Iranian state-sponsored threat actor APT33, also known as Elfin, HOLMIUM, Peach Sandstorm, and Refined Kitten, has been actively targeting various sectors, including aerospace, defense, education, government, oil and gas, and satellites, from April to July 2024. Identified by Microsoft, this latest campaign reveals the group's primary objective, which is intelligence gathering. Recent campaigns have utilized password spraying attacks to operate more stealthily and avoid account lockouts, as opposed to brute-force attacks. Peach Sandstorm's activities include deploying a custom backdoor malware known as Tickler and leveraging Azure infrastructure. They have also masqueraded as students, developers, and talent acquisition managers on LinkedIn to gather targets and compromise accounts.

APT33's use of password spraying in their attacks dates back to at least February 2023. "In April and May 2024, Microsoft observed Peach Sandstorm conducting password spray attacks targeting organizations in the US and Australia's defense, space, education, and government sectors. In particular, Peach Sandstorm continued to use the 'go-http-client' user agent that they are known to leverage in password spray campaigns," Microsoft reports. A notable discrepancy was found based on APT33's industry targets; Microsoft observed that "the password spray activity appeared consistently across sectors, Microsoft observed Peach Sandstorm exclusively leveraging compromised user accounts in the education sector to procure operational infrastructure." Where organizations had available Azure infrastructure, the Iranian operators accessed existing Azure subscriptions or created new ones using compromised accounts. There were instances of the threat actors establishing Azure tenants and adding newly created Azure for Students subscriptions within these tenants. Azure resources were also established, allowing them to set up command-and-control (C2) infrastructure for their operations.

Further aiding their C2 capabilities, the Tickler malware, with samples discovered in July 2024, was deployed in .zip files attempting to masquerade as PDF files. The malware collects network system information from the compromised host, downloads, and executes batch scripts using reg.exe to add persistence in the Run registry key as a file called "SharePoint.exe." Additional post-compromise activities by APT33 included employing SMB for lateral movement within compromised networks and downloading remote monitoring and management (RMM) tools like AnyDesk to maintain persistence. Additionally, Peach Sandstorm was observed taking Active Directory snapshots using AD Explorer, a technique used against a Middle East-based satellite operator, to gather detailed information about the compromised environment.
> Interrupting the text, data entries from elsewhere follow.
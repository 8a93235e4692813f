//! The transport: call-id allocation, the pending-call table, and the
//! correlation of inbound responses to outbound calls.
//!
//! A [`Transport`] posts serialised [`CallEnvelope`]s to its
//! [`ParentWindow`] and registers one message listener on it. Every message
//! arriving in the window reaches [`Transport::receive`], which filters out
//! foreign traffic and echoes of its own calls, matches the rest by call id
//! and invokes the selected callback synchronously.
//!
//! ## Call lifecycle
//!
//! | Kind | States |
//! |------|--------|
//! | default | `CREATED → PENDING → SETTLED` |
//! | persistent | `CREATED → PENDING → DISPATCHED → PENDING …` until [`Transport::cancel`] |
//! | transient | `CREATED → FIRE-AND-FORGET` |
//!
//! ## Threading
//!
//! Single-threaded and event driven. The handle is `Clone` but not `Send`;
//! callbacks may capture a clone and call back into [`Transport::send`] or
//! [`Transport::cancel`] while they run. No borrow of the table is held while
//! a callback runs.

use std::cell::{Cell, RefCell};
use std::rc::Rc;

use serde_json::Value;
use tracing::{debug, error, trace};

use crate::errors::CallbackKind;
use crate::namespace::Method;
use crate::pending::{PendingCall, PendingCallTable};
use crate::types::{
    CallEnvelope, Callback, CallbackSlot, CallOptions, PendingCallSummary, ResponseEnvelope,
};
use crate::window::{MessageEvent, ParentWindow};
use crate::{BridgeConfig, BridgeError, CallId, MethodName, TransportId};

struct Inner {
    id: TransportId,
    config: BridgeConfig,
    window: Box<dyn ParentWindow>,
    /// Last allocated call id; pre-incremented so the first call gets 1.
    last_call_id: Cell<u64>,
    pending: RefCell<PendingCallTable>,
}

/// Correlates calls posted to a parent window with the responses it sends back.
#[derive(Clone)]
pub struct Transport {
    inner: Rc<Inner>,
}

impl std::fmt::Debug for Transport {
    fn fmt(&self, f: &mut std::fmt::Formatter<'_>) -> std::fmt::Result {
        f.debug_struct("Transport")
            .field("id", &self.inner.id)
            .field("last_call_id", &self.inner.last_call_id.get())
            .field("pending", &self.pending_count())
            .finish()
    }
}

impl Transport {
    /// Creates a transport posting to `window` and registers its message
    /// listener there.
    ///
    /// The listener holds a weak handle: once every [`Transport`] clone is
    /// dropped, further events are ignored.
    pub fn new(window: impl ParentWindow + 'static, config: BridgeConfig) -> Result<Self, BridgeError> {
        config.validate()?;

        let inner = Rc::new(Inner {
            id: TransportId::new_random(),
            config,
            window: Box::new(window),
            last_call_id: Cell::new(0),
            pending: RefCell::new(PendingCallTable::new()),
        });

        let weak = Rc::downgrade(&inner);
        inner.window.add_message_listener(Box::new(move |event| {
            if let Some(inner) = weak.upgrade() {
                Transport { inner }.receive(event);
            }
        }));

        debug!(transport = %inner.id, namespace = %inner.config.namespace, "transport created");
        Ok(Self { inner })
    }

    /// Identifier of this transport instance.
    pub fn id(&self) -> TransportId {
        self.inner.id
    }

    /// The configuration this transport was built with.
    pub fn config(&self) -> &BridgeConfig {
        &self.inner.config
    }

    // -----------------------------------------------------------------------
    // Outbound
    // -----------------------------------------------------------------------

    /// Makes a call against the parent window.
    ///
    /// Fails synchronously with [`BridgeError::MissingName`] before an id is
    /// allocated, or with [`BridgeError::InvalidCallback`] after one is, so a
    /// rejected callback still consumes its id. In both cases nothing is
    /// stored or posted. Otherwise the call is stored (unless transient)
    /// before it is posted, and its id is returned even when serialisation or
    /// posting fails. Those failures are logged only.
    pub fn send(&self, options: CallOptions) -> Result<CallId, BridgeError> {
        let CallOptions {
            name,
            params,
            namespace,
            transient,
            persistent,
            success_callback,
            error_callback,
        } = options;

        let name = name.and_then(MethodName::new).ok_or(BridgeError::MissingName)?;
        let call_id = self.next_call_id();
        let on_success = resolve_callback(success_callback, CallbackKind::Success)?;
        let on_error = resolve_callback(error_callback, CallbackKind::Error)?;

        let envelope = CallEnvelope {
            name,
            params,
            namespace: namespace.unwrap_or_else(|| self.inner.config.namespace.clone()),
            call_id,
            transient,
            persistent,
        };

        debug!(
            transport = %self.inner.id,
            call_id = %call_id,
            method = %envelope.name,
            transient,
            persistent,
            "calling method"
        );

        let wire = serde_json::to_string(&envelope);

        if !transient {
            self.inner
                .pending
                .borrow_mut()
                .insert(PendingCall::new(envelope, on_success, on_error));
        }

        if let Err(err) = wire.map_err(BridgeError::from).and_then(|m| self.post(&m)) {
            error!(
                transport = %self.inner.id,
                call_id = %call_id,
                error = %err,
                "call could not be delivered to the parent window"
            );
        }

        Ok(call_id)
    }

    /// Returns a [`Method`] that prefixes names with `prefix.` and stamps the
    /// protocol namespace before delegating to [`send`](Self::send).
    pub fn factory(&self, prefix: impl Into<String>) -> Method {
        Method::new(self.clone(), prefix.into())
    }

    fn next_call_id(&self) -> CallId {
        let next = self.inner.last_call_id.get() + 1;
        self.inner.last_call_id.set(next);
        CallId::new(next)
    }

    fn post(&self, message: &str) -> Result<(), BridgeError> {
        self.inner
            .window
            .post_message(message, &self.inner.config.target_origin)?;
        Ok(())
    }

    // -----------------------------------------------------------------------
    // Inbound
    // -----------------------------------------------------------------------

    /// Handles one inbound message event.
    ///
    /// Returns `true` only if the event was a response to a live pending call
    /// and a callback was invoked. Everything else (untrusted origins,
    /// non-JSON payloads, foreign formats, echoes of outbound calls, unknown
    /// or settled call ids) is dropped without side effects.
    pub fn receive(&self, event: &MessageEvent) -> bool {
        let id = self.inner.id;

        if !self.inner.config.trusts_origin(&event.origin) {
            debug!(transport = %id, origin = %event.origin, "dropping message from untrusted origin");
            return false;
        }

        let response = match parse_response(&event.data, &self.inner.config.namespace) {
            Inbound::Response(response) => response,
            Inbound::Echo => {
                trace!(transport = %id, "ignoring outbound call seen on the window");
                return false;
            }
            Inbound::Foreign => {
                debug!(
                    transport = %id,
                    origin = %event.origin,
                    data = %event.data,
                    "did not recognize window message response format"
                );
                return false;
            }
            Inbound::Unparseable => {
                debug!(
                    transport = %id,
                    origin = %event.origin,
                    data = %event.data,
                    "did not recognize non-JSON window message"
                );
                return false;
            }
        };

        match response.call_id {
            Some(call_id) => self.dispatch(call_id, response.success, response.data),
            None => {
                debug!(transport = %id, "response carries no usable call id");
                false
            }
        }
    }

    fn dispatch(&self, call_id: CallId, success: bool, data: Value) -> bool {
        let id = self.inner.id;

        // The removed entry is kept alive until after the callback so that
        // dropping its other callback never happens under the table borrow.
        let (callback, persistent, _settled) = {
            let mut table = self.inner.pending.borrow_mut();
            let persistent = match table.get_mut(call_id) {
                Some(entry) => entry.envelope.persistent,
                None => {
                    debug!(transport = %id, call_id = %call_id, "no pending call for response");
                    return false;
                }
            };
            if persistent {
                let callback = table
                    .get_mut(call_id)
                    .and_then(|entry| entry.take_callback(success));
                (callback, true, None)
            } else {
                let mut entry = table.remove(call_id);
                let callback = entry.as_mut().and_then(|e| e.take_callback(success));
                (callback, false, entry)
            }
        };

        let Some(mut callback) = callback else {
            debug!(
                transport = %id,
                call_id = %call_id,
                "callback is already running; response dropped"
            );
            return false;
        };

        debug!(
            transport = %id,
            call_id = %call_id,
            success,
            persistent,
            "calling method {} callback",
            if success { "success" } else { "error" }
        );
        callback(data);

        if persistent {
            if let Some(entry) = self.inner.pending.borrow_mut().get_mut(call_id) {
                entry.restore_callback(success, callback);
            }
        }
        true
    }

    // -----------------------------------------------------------------------
    // Pending-call management
    // -----------------------------------------------------------------------

    /// Removes a pending call without invoking any callback.
    ///
    /// Returns `true` if an entry was removed. This is the only way to retire
    /// a persistent call.
    pub fn cancel(&self, call_id: CallId) -> bool {
        let removed = self.inner.pending.borrow_mut().remove(call_id);
        let cancelled = removed.is_some();
        drop(removed);
        debug!(transport = %self.inner.id, call_id = %call_id, cancelled, "cancel");
        cancelled
    }

    /// Returns `true` if `call_id` resolves to a live pending call.
    pub fn is_pending(&self, call_id: CallId) -> bool {
        self.inner.pending.borrow().contains(call_id)
    }

    /// Number of calls awaiting a response.
    pub fn pending_count(&self) -> usize {
        self.inner.pending.borrow().len()
    }

    /// Snapshot of the pending calls, ordered by call id.
    pub fn pending_calls(&self) -> Vec<PendingCallSummary> {
        self.inner.pending.borrow().summaries()
    }
}

fn noop() -> Callback {
    Box::new(|_| {})
}

fn resolve_callback(slot: Option<CallbackSlot>, kind: CallbackKind) -> Result<Callback, BridgeError> {
    match slot {
        None => Ok(noop()),
        Some(CallbackSlot::Function(callback)) => Ok(callback),
        Some(CallbackSlot::Value(_)) => Err(BridgeError::InvalidCallback { callback: kind }),
    }
}

// ---------------------------------------------------------------------------
// Response parsing
// ---------------------------------------------------------------------------

/// Classification of an inbound payload.
#[derive(Debug, PartialEq)]
enum Inbound {
    /// Carries our namespace and a boolean `success`.
    Response(ResponseEnvelope),
    /// Carries our namespace but no boolean `success`: one of our own calls.
    Echo,
    /// Structured data in some other format.
    Foreign,
    /// Not JSON, or JSON that is not an object or array.
    Unparseable,
}

fn parse_response(data: &str, namespace: &str) -> Inbound {
    let value: Value = match serde_json::from_str(data) {
        Ok(value @ (Value::Object(_) | Value::Array(_))) => value,
        _ => return Inbound::Unparseable,
    };

    let ours = value.get("namespace").and_then(Value::as_str) == Some(namespace);
    match (ours, value.get("success").and_then(Value::as_bool)) {
        (true, Some(success)) => Inbound::Response(ResponseEnvelope {
            call_id: value.get("callId").and_then(wire_call_id),
            success,
            data: value.get("data").cloned().unwrap_or(Value::Null),
        }),
        (true, None) => Inbound::Echo,
        (false, _) => Inbound::Foreign,
    }
}

/// Reads a call id written either as an integer or as an integral float
/// (`1.0`), as some host serialisers emit.
fn wire_call_id(value: &Value) -> Option<CallId> {
    let id = value.as_u64().or_else(|| {
        value
            .as_f64()
            .filter(|f| f.is_finite() && f.fract() == 0.0 && *f >= 1.0 && *f <= u64::MAX as f64)
            .map(|f| f as u64)
    })?;
    (id > 0).then(|| CallId::new(id))
}

#[cfg(test)]
mod tests {
    use serde_json::json;

    use super::*;

    #[test]
    fn non_object_json_is_unparseable() {
        for data in ["", "not json", "null", "42", "\"text\"", "true"] {
            assert_eq!(parse_response(data, "Enplug"), Inbound::Unparseable, "{data}");
        }
    }

    #[test]
    fn arrays_are_structured_but_foreign() {
        assert_eq!(parse_response("[1,2]", "Enplug"), Inbound::Foreign);
    }

    #[test]
    fn outbound_call_is_an_echo() {
        let call = json!({
            "name": "app.social.getFeeds",
            "params": "abc",
            "namespace": "Enplug",
            "callId": 1,
            "transient": false,
            "persistent": false
        });
        assert_eq!(parse_response(&call.to_string(), "Enplug"), Inbound::Echo);
    }

    #[test]
    fn string_success_is_not_a_response() {
        let msg = json!({"namespace": "Enplug", "callId": 1, "success": "true"});
        assert_eq!(parse_response(&msg.to_string(), "Enplug"), Inbound::Echo);
    }

    #[test]
    fn response_fields_are_extracted() {
        let msg = json!({"namespace": "Enplug", "callId": 4, "success": false, "data": "denied"});
        assert_eq!(
            parse_response(&msg.to_string(), "Enplug"),
            Inbound::Response(ResponseEnvelope {
                call_id: Some(CallId::new(4)),
                success: false,
                data: json!("denied"),
            })
        );
    }

    #[test]
    fn missing_data_is_null_and_bad_call_id_is_none() {
        let msg = json!({"namespace": "Enplug", "callId": "4", "success": true});
        assert_eq!(
            parse_response(&msg.to_string(), "Enplug"),
            Inbound::Response(ResponseEnvelope {
                call_id: None,
                success: true,
                data: Value::Null,
            })
        );
    }

    #[test]
    fn integral_float_call_id_is_accepted() {
        assert_eq!(wire_call_id(&json!(1.0)), Some(CallId::new(1)));
        assert_eq!(wire_call_id(&json!(7)), Some(CallId::new(7)));
        assert_eq!(wire_call_id(&json!(1.5)), None);
        assert_eq!(wire_call_id(&json!(0.0)), None);
        assert_eq!(wire_call_id(&json!(-2.0)), None);
        assert_eq!(wire_call_id(&json!(0)), None);
    }

    #[test]
    fn other_namespace_is_foreign() {
        let msg = json!({"namespace": "Other", "callId": 1, "success": true});
        assert_eq!(parse_response(&msg.to_string(), "Enplug"), Inbound::Foreign);
    }
}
Given the wide range of threat capabilities demonstrated by APT33, Microsoft offers safeguards and guidance to counter the threats the group poses. Among the recommendations, the most significant is the implementation of multifactor authentication (MFA). Microsoft announced that on October 15, 2024, the company will implement mandatory MFA for all Azure sign-in attempts in an effort to safeguard accounts.